2 L’activité des élèves en situation

2 L’activité des élèves en situation

Notre étude s’intéresse à la manière dont les élèves se servent d’Internet afin d’identifier les logiques qu’ils suivent et ce qui relève des conceptions qui sont à l’œuvre dans leur pratique.

2.1 Hypothèses

Ce qui conduit les élèves à se servir d’Internet, ce qu’ils savent, ce qu’ils mettent en œuvre et les difficultés qu’ils rencontrent dans une tâche de recherche nous amènent à poser deux hypothèses sur leur activité quand ils se servent d’Internet.

Hypothèse 1 : Les élèves ont une représentation de l’usage d’Internet qui s’est construite en dehors de l’école et qui favorise l’investissement dans l’activité mais pas forcément la réussite de la tâche de consultation d’information.

Hypothèse 2 : Les élèves butent sur des difficultés qui appauvrissent l’activité de recherche par rapport à ce qu’elle pourrait être et qui suffisent à justifier la nécessité d’un enseignement-apprentissage.
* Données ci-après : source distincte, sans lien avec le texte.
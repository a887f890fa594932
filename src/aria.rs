use crate::dom::Dom;

pub const ARIA_EXPANDED: &str = "aria-expanded";
pub const ARIA_CONTROLS: &str = "aria-controls";

/// The `aria-expanded` value after a toggle: `"true"` becomes `"false"`,
/// anything else (including a missing attribute) becomes `"true"`.
pub fn toggle_expanded(current: Option<&str>) -> &'static str {
    if current == Some("true") { "false" } else { "true" }
}

/// Writes the canonical `aria-expanded` value, leaving the attribute alone
/// when it already holds it.
pub fn set_expanded<D: Dom>(dom: &D, node: &D::Node, expanded: bool) {
    let value = if expanded { "true" } else { "false" };
    if dom.attribute(node, ARIA_EXPANDED).as_deref() != Some(value) {
        dom.set_attribute(node, ARIA_EXPANDED, value);
    }
}
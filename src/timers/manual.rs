use std::time::Duration;

use super::{Task, TimerId, Timers};

#[derive(Debug)]
struct Scheduled {
    id: TimerId,
    due: Duration,
    task: Task,
}

/// A virtual clock. Nothing fires until the owner advances time, which makes
/// transition timing reproducible outside a browser.
#[derive(Debug, Default)]
pub struct ManualTimers {
    now: Duration,
    next_id: u64,
    queue: Vec<Scheduled>,
}

impl ManualTimers {
    pub fn new() -> Self {
        Self::default()
    }

    pub fn now(&self) -> Duration {
        self.now
    }

    pub fn pending(&self) -> usize {
        self.queue.len()
    }

    /// Removes the earliest task due at or before `until` and moves the clock
    /// to its deadline. Ties fire in scheduling order.
    pub fn pop_due(&mut self, until: Duration) -> Option<(TimerId, Task)> {
        let index = self
            .queue
            .iter()
            .enumerate()
            .filter(|(_, s)| s.due <= until)
            .min_by_key(|(_, s)| (s.due, s.id))
            .map(|(i, _)| i)?;
        let scheduled = self.queue.swap_remove(index);
        self.now = self.now.max(scheduled.due);
        Some((scheduled.id, scheduled.task))
    }

    pub fn set_now(&mut self, now: Duration) {
        self.now = self.now.max(now);
    }
}

impl Timers for ManualTimers {
    fn schedule(&mut self, delay: Duration, task: Task) -> TimerId {
        self.next_id += 1;
        let id = TimerId(self.next_id);
        self.queue.push(Scheduled {
            id,
            due: self.now + delay,
            task,
        });
        id
    }

    fn cancel(&mut self, id: TimerId) {
        self.queue.retain(|s| s.id != id);
    }
}

#[cfg(test)]
mod tests {
    #[cfg(not(target_arch = "wasm32"))]
    use proptest::prelude::*;

    use super::*;
    use crate::timers::Step;

    fn task(panel: &str) -> Task {
        Task {
            panel: panel.into(),
            step: Step::Reveal,
        }
    }

    #[test]
    fn nothing_fires_early() {
        let mut timers = ManualTimers::new();
        timers.schedule(Duration::from_millis(50), task("p1"));
        assert!(timers.pop_due(Duration::from_millis(49)).is_none());
        let (_, fired) = timers.pop_due(Duration::from_millis(50)).unwrap();
        assert_eq!(fired.panel, "p1");
        assert_eq!(timers.now(), Duration::from_millis(50));
    }

    #[test]
    fn cancelled_tasks_never_fire() {
        let mut timers = ManualTimers::new();
        let id = timers.schedule(Duration::from_millis(10), task("p1"));
        timers.cancel(id);
        timers.cancel(id);
        assert_eq!(timers.pending(), 0);
        assert!(timers.pop_due(Duration::from_secs(1)).is_none());
    }

    #[test]
    fn delays_are_relative_to_now() {
        let mut timers = ManualTimers::new();
        timers.set_now(Duration::from_millis(100));
        timers.schedule(Duration::from_millis(50), task("p1"));
        assert!(timers.pop_due(Duration::from_millis(149)).is_none());
        assert!(timers.pop_due(Duration::from_millis(150)).is_some());
    }

    #[cfg(not(target_arch = "wasm32"))]
    proptest! {
        #[test]
        fn fires_in_deadline_then_schedule_order(delays in prop::collection::vec(0u64..500, 1..20)) {
            let mut timers = ManualTimers::new();
            for (i, d) in delays.iter().enumerate() {
                timers.schedule(Duration::from_millis(*d), task(&i.to_string()));
            }
            let mut fired = vec![];
            while let Some((id, _)) = timers.pop_due(Duration::from_millis(500)) {
                fired.push((timers.now(), id));
            }
            prop_assert_eq!(fired.len(), delays.len());
            prop_assert!(fired.windows(2).all(|w| w[0] <= w[1]));
        }
    }
}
2.2 Dispositif expérimental

Pour tester nos deux hypothèses nous allons tenter de repérer dans la pratique des jeunes les influences qu’ils subissent et les difficultés qu’ils rencontrent dans l’activité de recherche d’information sur Internet.

Une première analyse des résultats de l’enquête Les jeunes et Internet (Bevord, Bréda, 2001) vient compléter l’analyse de la pratique pour éclairer la relation que les jeunes entretiennent avec Internet.

2.3 Les usages d’Internet chez les jeunes

L’enquête réalisée en France par le Clémi92 sur Les jeunes et Internet (Bevord, Bréda, id.) prend place dans le cadre d'une recherche réalisée avec d’autres pays (Belgique, Espagne, Italie, Portugal, Québec et Suisse). Cette enquête a été conduite en France entre novembre 1999 et mai 2000, auprès de 524 élèves de 11 à 19 ans, elle fait suite à une première recherche sur le même sujet, effectuée au Québec en 1997-1998.

92 Le Clémi est un centre chargé de concevoir et de développer des programmes d'éducation aux médias qui est à l’initiative du projet Educaunet dont nous avons parlé dans la première partie.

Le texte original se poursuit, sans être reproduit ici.